(Instructions for the task):
Scan the data, and whenever a line contains "filename", copy it.

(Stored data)
▬▬▬▬▬▬▬▬▬▬

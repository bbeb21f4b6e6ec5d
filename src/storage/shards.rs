//! Shard loading for sketches report directories.

use std::cmp::Ordering;
use std::path::{Path, PathBuf};

use tracing::{debug, info, warn};

use crate::core::schema::{BoardGroup, ShardReport};
use crate::{DeltasError, DeltasResult};

/// Board fragments read from one directory of shard documents.
#[derive(Debug, Clone, Default)]
pub struct LoadedShards {
    /// One fragment per board entry, in shard order then document order
    pub groups: Vec<BoardGroup>,
    /// `commit_hash` of the first shard that carried one
    pub commit_hash: Option<String>,
    /// Number of documents that contributed board data
    pub shard_count: usize,
}

impl LoadedShards {
    /// True when no shard contributed any board data.
    pub fn is_empty(&self) -> bool {
        self.groups.is_empty()
    }
}

/// Reader for a directory of per-shard sketches reports.
#[derive(Debug, Clone)]
pub struct ShardLoader {
    dir: PathBuf,
}

impl ShardLoader {
    pub fn new(dir: impl AsRef<Path>) -> Self {
        ShardLoader {
            dir: dir.as_ref().to_path_buf(),
        }
    }

    /// List the shard files in natural filename order.
    ///
    /// # Errors
    /// Returns an error if the directory cannot be read.
    pub fn shard_paths(&self) -> DeltasResult<Vec<PathBuf>> {
        let entries = std::fs::read_dir(&self.dir).map_err(|e| {
            DeltasError::Message(format!(
                "failed to read reports directory {}: {e}",
                self.dir.display()
            ))
        })?;

        let mut paths = Vec::new();
        for entry in entries {
            let entry = entry.map_err(|e| {
                DeltasError::Message(format!("failed to read directory entry: {e}"))
            })?;
            let path = entry.path();
            if path.is_file() {
                paths.push(path);
            }
        }

        paths.sort_by(|a, b| natural_cmp(&file_name_of(a), &file_name_of(b)));
        Ok(paths)
    }

    /// Read every shard and flatten its boards into `BoardGroup` fragments.
    ///
    /// An empty directory, or one whose documents carry no board data, yields
    /// an empty result rather than an error.
    ///
    /// # Errors
    /// Returns `MalformedInput` for the first document that is not valid JSON
    /// or does not match the report schema.
    pub fn load(&self) -> DeltasResult<LoadedShards> {
        let mut loaded = LoadedShards::default();

        for path in self.shard_paths()? {
            debug!(path = %path.display(), "reading sketches report");
            let report = read_shard(&path)?;

            if report.boards.is_empty() {
                debug!(path = %path.display(), "report has no board data, skipping");
                continue;
            }

            if loaded.commit_hash.is_none() {
                loaded.commit_hash = report.commit_hash.clone();
            }
            loaded.shard_count += 1;

            for board in report.boards {
                let group = BoardGroup::from(board);
                for sample in group.samples.iter().filter(|s| !s.compiled()) {
                    warn!(board = %group.board_id, sketch = %sample.name, "sketch failed to compile");
                }
                loaded.groups.push(group);
            }
        }

        if loaded.is_empty() {
            info!(dir = %self.dir.display(), "no size deltas data found in sketches reports");
        } else {
            info!(
                dir = %self.dir.display(),
                shards = loaded.shard_count,
                boards = loaded.groups.len(),
                "loaded sketches reports"
            );
        }

        Ok(loaded)
    }
}

/// Parse a single shard document.
pub fn read_shard(path: &Path) -> DeltasResult<ShardReport> {
    let bytes = std::fs::read(path).map_err(|e| {
        DeltasError::Message(format!("failed to read {}: {e}", path.display()))
    })?;
    serde_json::from_slice(&bytes).map_err(|e| DeltasError::MalformedInput {
        path: path.to_path_buf(),
        reason: e.to_string(),
    })
}

fn file_name_of(path: &Path) -> String {
    path.file_name()
        .map(|s| s.to_string_lossy().into_owned())
        .unwrap_or_default()
}

/// Compare two names treating runs of ASCII digits as integers.
///
/// `report2.json` sorts before `report10.json`. Names that only differ in
/// leading zeros fall back to plain lexical order.
pub fn natural_cmp(a: &str, b: &str) -> Ordering {
    let mut left = Runs::new(a);
    let mut right = Runs::new(b);

    loop {
        match (left.next(), right.next()) {
            (None, None) => return a.cmp(b),
            (None, Some(_)) => return Ordering::Less,
            (Some(_), None) => return Ordering::Greater,
            (Some(l), Some(r)) => {
                let ord = match (l, r) {
                    (Run::Digits(x), Run::Digits(y)) => cmp_digits(x, y),
                    (Run::Text(x), Run::Text(y)) => x.cmp(y),
                    // digits sort before text, as '0'..'9' precede letters
                    (Run::Digits(_), Run::Text(_)) => Ordering::Less,
                    (Run::Text(_), Run::Digits(_)) => Ordering::Greater,
                };
                if ord != Ordering::Equal {
                    return ord;
                }
            }
        }
    }
}

/// Compare two digit strings by numeric value without overflowing.
fn cmp_digits(a: &str, b: &str) -> Ordering {
    let a = a.trim_start_matches('0');
    let b = b.trim_start_matches('0');
    a.len().cmp(&b.len()).then_with(|| a.cmp(b))
}

#[derive(Debug, Clone, Copy, PartialEq, Eq)]
enum Run<'a> {
    Text(&'a str),
    Digits(&'a str),
}

struct Runs<'a> {
    rest: &'a str,
}

impl<'a> Runs<'a> {
    fn new(s: &'a str) -> Self {
        Runs { rest: s }
    }
}

impl<'a> Iterator for Runs<'a> {
    type Item = Run<'a>;

    fn next(&mut self) -> Option<Run<'a>> {
        let first = self.rest.chars().next()?;
        let digits = first.is_ascii_digit();
        let end = self
            .rest
            .char_indices()
            .find(|(_, c)| c.is_ascii_digit() != digits)
            .map(|(i, _)| i)
            .unwrap_or(self.rest.len());
        let (run, rest) = self.rest.split_at(end);
        self.rest = rest;
        Some(if digits { Run::Digits(run) } else { Run::Text(run) })
    }
}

▬▬▬▬▬▬▬▬▬▬

(Task response):
filename src/storage/shards.rs
    /// List the shard files in natural filename order.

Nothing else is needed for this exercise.